Anno di grazia del Never Ending Tour: terzo.

Band: Tony Garnier (basso); Christopher Parker (batteria); GE Smith (chitarra).

Disponibilità: www.dylansconcerts.com/1990-07-09.htm

Vites rating: **** su *****

Wednesday, October 28, 2009

La leggenda di Duluoz

"Quell'inevitabile dolorosa profondità che trapela luminosa"
(Jack Kerouac, sul genio della scrittura, 1962)

Si era alzato alle quattro del mattino e aveva parlato con la madre fino all'alba. Poi era andato a sedersi davanti al televisore con una scatola aperta di tonno, il suo rimedio contro la sbornia da whisky. Aveva con sé anche il suo taccuino per appunti, come sempre. Improvvisamente si era alzato per correre in bagno a vomitare. Il fegato aveva ceduto, aveva un'emorragia nelle arterie della gola e del torace. Un intervento chirurgico di emergenza non potè nulla: nella notte del 21 ottobre 1969 muore Jack Kerouac, soffocato dal proprio sangue.Succede 40 anni fa, di anni ne aveva solo 47 e chissà quanto avrebbe potuto ancora fare Kerouac se fosse riuscito a sfuggire al demone della bottiglia. Ma non poteva. Aveva sempre cercato la morte, incapace di trovare incarnazione al suo disperato bisogno di felicità nella realtà che aveva vissuto. E' impossibile immaginare la musica rock senza Jack Kerouac.
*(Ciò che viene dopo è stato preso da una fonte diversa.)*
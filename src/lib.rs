// Software "liquid glass" lens: a shaped, refracting, frosted overlay composited
// over a background image, with a small design library and shader export.

pub mod color;
pub mod compositor;
pub mod config;
pub mod distortion;
pub mod draw;
pub mod editor;
pub mod error;
pub mod export;
pub mod library;
pub mod params;
pub mod sampler;
pub mod session;
pub mod shadow;
pub mod shape;
pub mod texture;
pub mod types;

pub use compositor::render_frame;
pub use error::{GlassError, Result};
pub use params::{GlassMode, ParameterSet, ParamsHandle, ShapeVariant};
pub use session::{FrameLoop, LoopControl, RenderSession};
pub use texture::{BackgroundTexture, TextureState};
pub use types::FrameBuffer;
// Bends the sampling coordinate near the glass edge.
// Visual: the background looks refracted toward the rim, untouched near the middle.

use crate::shape::ShapeField;
use crate::types::Vec2;

/// Half-width of the central-difference stencil, in pixels.
pub const GRADIENT_EPSILON: f32 = 1.0;

/// Edge proximity exponent shared by the bend falloff and the highlight.
pub const EDGE_FALLOFF_POWER: i32 = 12;

const BEND_STRENGTH: f32 = -0.05;

/// `sdf / height + 1`: about 0 deep inside, exactly 1 on the edge.
/// A zero height has no meaningful scale, so it reports "deep inside".
#[inline]
pub fn normalized_sdf(sdf: f32, height: f32) -> f32 {
    if height > 0.0 && height.is_finite() { sdf / height + 1.0 } else { 0.0 }
}

/// `normalized_sdf ^ 12`: 0 in the middle, 1 at the rim.
#[inline]
pub fn edge_falloff(normalized: f32) -> f32 {
    normalized.powi(EDGE_FALLOFF_POWER)
}

/// Outward unit normal of the outline at `p`, or None on a flat spot.
pub fn gradient(shape: &ShapeField, p: Vec2) -> Option<Vec2> {
    let e = GRADIENT_EPSILON;
    let dx = shape.distance(p + Vec2::new(e, 0.0)) - shape.distance(p - Vec2::new(e, 0.0));
    let dy = shape.distance(p + Vec2::new(0.0, e)) - shape.distance(p - Vec2::new(0.0, e));
    Vec2::new(dx, dy).normalized()
}

/// UV offset to add to the sampling coordinate at `p` (relative to the glass center).
/// Returns exactly zero when `distortion` is 0, the height is degenerate, or the field is flat.
pub fn displacement(shape: &ShapeField, p: Vec2, distortion: f32, height: f32) -> Vec2 {
    if !(distortion > 0.0) || !(height > 0.0) {
        return Vec2::ZERO;
    }
    let Some(normal) = gradient(shape, p) else {
        return Vec2::ZERO;
    };

    let t = edge_falloff(normalized_sdf(shape.distance(p), height));
    let offset = normal * (BEND_STRENGTH * distortion * t);
    if offset.x.is_finite() && offset.y.is_finite() { offset } else { Vec2::ZERO }
}

#[cfg(test)]
mod tests {
    use super::*;
    use crate::params::{ParameterSet, ShapeVariant};

    fn circle() -> ShapeField {
        ShapeField::from_params(&ParameterSet {
            shape: ShapeVariant::Circle,
            width: 50.0,
            height: 50.0,
            ..ParameterSet::default()
        })
    }

    #[test]
    fn test_zero_distortion_is_exactly_zero() {
        for shape in ShapeVariant::ALL {
            let f = ShapeField::from_params(&ParameterSet { shape, ..ParameterSet::default() });
            for (x, y) in [(0.0, 0.0), (49.0, 0.0), (-12.0, 33.0), (300.0, -300.0)] {
                assert_eq!(displacement(&f, Vec2::new(x, y), 0.0, 100.0), Vec2::ZERO);
            }
        }
    }

    #[test]
    fn test_flat_gradient_gives_zero() {
        // circle center: every difference cancels out
        assert_eq!(displacement(&circle(), Vec2::ZERO, 5.0, 50.0), Vec2::ZERO);
    }

    #[test]
    fn test_bend_points_inward_at_rim() {
        let d = displacement(&circle(), Vec2::new(50.0, 0.0), 1.0, 50.0);
        // gradient points outward (+x); the bend pulls samples inward by 0.05 at the rim
        assert!((d.x + 0.05).abs() < 1e-3, "{d:?}");
        assert!(d.y.abs() < 1e-4);
    }

    #[test]
    fn test_bend_fades_toward_center() {
        let rim = displacement(&circle(), Vec2::new(49.0, 0.0), 1.0, 50.0).length();
        let mid = displacement(&circle(), Vec2::new(25.0, 0.0), 1.0, 50.0).length();
        assert!(mid < rim * 0.01);
    }

    #[test]
    fn test_zero_height_is_noop() {
        assert_eq!(displacement(&circle(), Vec2::new(50.0, 0.0), 3.0, 0.0), Vec2::ZERO);
        assert_eq!(normalized_sdf(-4.0, 0.0), 0.0);
    }
}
Il flusso di scrittura spontanea, gli eccessi, i santi e i peccatori, gli angeli della desolazione, i vagabondi della strada, l'America come possibilità infinita, quella "tristessa" che lui seppe incarnare sono alla base delle migliori canzoni rock e ancora ne costituiscono l'essenza.
"Prima soddisfa te stesso, e poi al lettore non mancherà lo choc telepatico e la corrispondenza significante perché nella tua e nella sua mente operano le stesse leggi psicologiche".